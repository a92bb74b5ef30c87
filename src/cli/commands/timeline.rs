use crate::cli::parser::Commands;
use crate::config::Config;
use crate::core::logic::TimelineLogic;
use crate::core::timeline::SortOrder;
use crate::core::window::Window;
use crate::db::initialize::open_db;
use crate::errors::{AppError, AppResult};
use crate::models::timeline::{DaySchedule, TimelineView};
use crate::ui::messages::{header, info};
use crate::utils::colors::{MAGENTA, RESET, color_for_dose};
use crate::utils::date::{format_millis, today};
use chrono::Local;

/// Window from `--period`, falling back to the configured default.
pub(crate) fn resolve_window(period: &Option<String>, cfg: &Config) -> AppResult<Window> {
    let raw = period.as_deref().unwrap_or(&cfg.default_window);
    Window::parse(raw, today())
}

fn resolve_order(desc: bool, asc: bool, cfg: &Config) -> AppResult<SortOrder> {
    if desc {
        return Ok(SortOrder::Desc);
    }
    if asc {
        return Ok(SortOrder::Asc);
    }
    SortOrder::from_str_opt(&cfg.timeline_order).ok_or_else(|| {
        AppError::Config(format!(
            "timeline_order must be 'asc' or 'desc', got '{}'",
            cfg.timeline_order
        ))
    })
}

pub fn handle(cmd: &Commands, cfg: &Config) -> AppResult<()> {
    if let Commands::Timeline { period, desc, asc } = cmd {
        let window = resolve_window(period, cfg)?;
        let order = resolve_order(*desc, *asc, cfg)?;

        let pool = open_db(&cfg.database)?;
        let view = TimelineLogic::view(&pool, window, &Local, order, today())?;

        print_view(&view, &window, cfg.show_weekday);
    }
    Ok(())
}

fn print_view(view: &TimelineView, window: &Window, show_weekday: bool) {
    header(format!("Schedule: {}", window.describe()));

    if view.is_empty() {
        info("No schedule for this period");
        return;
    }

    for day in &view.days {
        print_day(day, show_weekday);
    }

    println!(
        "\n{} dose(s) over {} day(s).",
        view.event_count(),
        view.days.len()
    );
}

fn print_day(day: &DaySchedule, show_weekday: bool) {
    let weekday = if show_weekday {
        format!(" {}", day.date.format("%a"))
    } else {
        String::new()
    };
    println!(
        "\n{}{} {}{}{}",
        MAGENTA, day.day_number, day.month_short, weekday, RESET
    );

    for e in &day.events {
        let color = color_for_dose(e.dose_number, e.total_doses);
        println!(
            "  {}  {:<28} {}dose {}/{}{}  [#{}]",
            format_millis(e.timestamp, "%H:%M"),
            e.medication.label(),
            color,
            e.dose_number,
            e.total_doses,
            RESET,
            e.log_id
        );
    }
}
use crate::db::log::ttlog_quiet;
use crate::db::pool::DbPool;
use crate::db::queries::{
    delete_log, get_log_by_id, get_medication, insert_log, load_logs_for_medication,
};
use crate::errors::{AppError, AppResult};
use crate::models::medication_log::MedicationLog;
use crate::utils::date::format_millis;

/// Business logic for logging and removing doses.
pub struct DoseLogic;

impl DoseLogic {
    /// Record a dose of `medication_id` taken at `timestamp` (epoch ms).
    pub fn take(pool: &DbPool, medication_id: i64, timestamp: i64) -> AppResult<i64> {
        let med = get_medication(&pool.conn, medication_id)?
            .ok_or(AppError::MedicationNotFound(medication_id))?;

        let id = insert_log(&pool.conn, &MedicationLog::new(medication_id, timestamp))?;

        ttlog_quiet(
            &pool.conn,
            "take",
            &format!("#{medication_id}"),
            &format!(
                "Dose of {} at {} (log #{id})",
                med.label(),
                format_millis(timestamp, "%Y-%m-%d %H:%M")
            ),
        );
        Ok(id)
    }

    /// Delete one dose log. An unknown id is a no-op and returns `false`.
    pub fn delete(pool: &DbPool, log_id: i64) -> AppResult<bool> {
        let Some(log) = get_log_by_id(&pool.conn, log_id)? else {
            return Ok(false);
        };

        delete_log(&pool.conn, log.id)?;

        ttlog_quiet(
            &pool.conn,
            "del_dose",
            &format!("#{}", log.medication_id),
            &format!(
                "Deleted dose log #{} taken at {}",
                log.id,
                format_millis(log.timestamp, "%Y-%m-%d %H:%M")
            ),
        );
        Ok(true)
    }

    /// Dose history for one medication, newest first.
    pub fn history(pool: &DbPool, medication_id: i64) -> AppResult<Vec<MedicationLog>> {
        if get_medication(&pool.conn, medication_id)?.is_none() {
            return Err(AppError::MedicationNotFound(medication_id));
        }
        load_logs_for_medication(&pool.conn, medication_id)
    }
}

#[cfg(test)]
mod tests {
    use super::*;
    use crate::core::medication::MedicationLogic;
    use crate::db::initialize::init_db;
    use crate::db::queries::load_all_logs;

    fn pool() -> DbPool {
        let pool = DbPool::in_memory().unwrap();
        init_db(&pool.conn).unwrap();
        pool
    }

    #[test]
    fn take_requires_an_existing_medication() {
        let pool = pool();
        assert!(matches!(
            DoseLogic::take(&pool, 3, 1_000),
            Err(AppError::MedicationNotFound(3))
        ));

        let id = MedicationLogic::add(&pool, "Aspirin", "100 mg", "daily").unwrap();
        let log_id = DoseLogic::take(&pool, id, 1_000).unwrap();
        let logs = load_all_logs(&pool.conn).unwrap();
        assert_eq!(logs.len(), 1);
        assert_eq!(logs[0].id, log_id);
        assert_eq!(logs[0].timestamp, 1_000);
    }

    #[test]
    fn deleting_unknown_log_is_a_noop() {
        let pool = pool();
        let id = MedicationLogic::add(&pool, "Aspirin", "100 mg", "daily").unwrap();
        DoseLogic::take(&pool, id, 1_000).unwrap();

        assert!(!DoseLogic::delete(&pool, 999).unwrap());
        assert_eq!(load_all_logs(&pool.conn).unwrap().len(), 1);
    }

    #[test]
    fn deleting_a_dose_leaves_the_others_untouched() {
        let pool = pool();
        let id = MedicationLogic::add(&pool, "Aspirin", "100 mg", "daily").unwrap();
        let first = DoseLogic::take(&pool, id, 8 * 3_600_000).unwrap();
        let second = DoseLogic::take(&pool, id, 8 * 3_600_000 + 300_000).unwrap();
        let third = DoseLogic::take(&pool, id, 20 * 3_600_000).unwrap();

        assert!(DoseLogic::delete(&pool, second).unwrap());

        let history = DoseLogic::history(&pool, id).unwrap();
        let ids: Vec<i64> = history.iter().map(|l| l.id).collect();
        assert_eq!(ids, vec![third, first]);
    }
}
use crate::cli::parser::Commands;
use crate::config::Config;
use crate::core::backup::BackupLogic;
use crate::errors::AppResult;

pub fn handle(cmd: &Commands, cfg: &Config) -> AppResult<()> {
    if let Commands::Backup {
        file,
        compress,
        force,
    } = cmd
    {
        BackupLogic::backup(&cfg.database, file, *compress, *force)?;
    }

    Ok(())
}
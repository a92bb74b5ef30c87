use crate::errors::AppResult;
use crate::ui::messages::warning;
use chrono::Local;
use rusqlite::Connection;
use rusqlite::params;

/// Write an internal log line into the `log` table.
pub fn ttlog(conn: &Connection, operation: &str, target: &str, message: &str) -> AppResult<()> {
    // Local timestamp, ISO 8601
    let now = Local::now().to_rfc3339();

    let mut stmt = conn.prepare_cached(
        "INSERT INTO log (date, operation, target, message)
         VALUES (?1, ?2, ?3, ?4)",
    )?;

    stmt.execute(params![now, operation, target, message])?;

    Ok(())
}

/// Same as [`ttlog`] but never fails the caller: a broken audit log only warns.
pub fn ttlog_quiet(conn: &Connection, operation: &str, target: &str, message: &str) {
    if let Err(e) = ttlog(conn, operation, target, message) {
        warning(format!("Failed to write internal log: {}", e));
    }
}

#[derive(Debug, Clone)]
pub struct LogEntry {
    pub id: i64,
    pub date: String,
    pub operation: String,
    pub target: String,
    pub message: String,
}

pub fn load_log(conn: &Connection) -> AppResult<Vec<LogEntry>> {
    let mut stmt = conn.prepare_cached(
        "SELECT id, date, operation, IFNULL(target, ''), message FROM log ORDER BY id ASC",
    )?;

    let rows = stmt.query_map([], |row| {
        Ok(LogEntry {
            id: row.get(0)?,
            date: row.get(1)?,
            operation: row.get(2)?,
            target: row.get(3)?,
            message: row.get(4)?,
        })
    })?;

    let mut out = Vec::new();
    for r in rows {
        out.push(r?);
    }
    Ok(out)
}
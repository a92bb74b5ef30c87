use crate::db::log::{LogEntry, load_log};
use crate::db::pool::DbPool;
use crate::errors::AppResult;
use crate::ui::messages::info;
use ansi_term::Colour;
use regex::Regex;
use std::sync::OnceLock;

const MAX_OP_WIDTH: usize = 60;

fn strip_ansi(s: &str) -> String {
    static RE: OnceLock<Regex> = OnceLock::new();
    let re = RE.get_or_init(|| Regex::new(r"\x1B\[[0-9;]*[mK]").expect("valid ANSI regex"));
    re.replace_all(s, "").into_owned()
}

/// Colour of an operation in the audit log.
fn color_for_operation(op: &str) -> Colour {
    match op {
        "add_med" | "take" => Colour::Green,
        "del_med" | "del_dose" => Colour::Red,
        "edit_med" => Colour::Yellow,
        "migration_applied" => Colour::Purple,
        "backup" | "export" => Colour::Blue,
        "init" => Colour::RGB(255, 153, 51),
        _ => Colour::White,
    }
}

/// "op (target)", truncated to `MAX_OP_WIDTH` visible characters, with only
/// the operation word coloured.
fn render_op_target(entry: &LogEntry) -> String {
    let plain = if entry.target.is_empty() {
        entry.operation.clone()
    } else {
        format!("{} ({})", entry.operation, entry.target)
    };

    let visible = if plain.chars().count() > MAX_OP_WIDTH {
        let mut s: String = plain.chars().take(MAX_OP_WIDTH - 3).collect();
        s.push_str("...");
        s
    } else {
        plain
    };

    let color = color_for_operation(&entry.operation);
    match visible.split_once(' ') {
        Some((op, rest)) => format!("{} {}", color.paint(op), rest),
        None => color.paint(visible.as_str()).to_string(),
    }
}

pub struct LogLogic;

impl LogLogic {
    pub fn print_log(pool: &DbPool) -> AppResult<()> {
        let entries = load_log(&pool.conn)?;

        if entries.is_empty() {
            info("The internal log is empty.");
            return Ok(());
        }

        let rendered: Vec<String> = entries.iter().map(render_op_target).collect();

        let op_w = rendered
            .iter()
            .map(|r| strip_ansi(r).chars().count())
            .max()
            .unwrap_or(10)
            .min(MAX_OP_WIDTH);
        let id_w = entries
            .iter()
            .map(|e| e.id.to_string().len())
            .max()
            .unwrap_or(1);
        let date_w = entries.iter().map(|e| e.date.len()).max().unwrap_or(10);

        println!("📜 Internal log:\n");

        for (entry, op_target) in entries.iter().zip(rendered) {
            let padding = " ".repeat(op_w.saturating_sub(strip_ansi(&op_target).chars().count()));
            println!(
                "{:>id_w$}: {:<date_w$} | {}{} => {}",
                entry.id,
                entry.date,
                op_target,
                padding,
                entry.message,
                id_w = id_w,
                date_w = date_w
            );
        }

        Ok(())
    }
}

= = = = =

Exercise objective: Show every line of the listing in which the string "println" can be found.

Finished exercise:
    println!(
    println!(
        println!(
        println!("📜 Internal log:\n");
            println!(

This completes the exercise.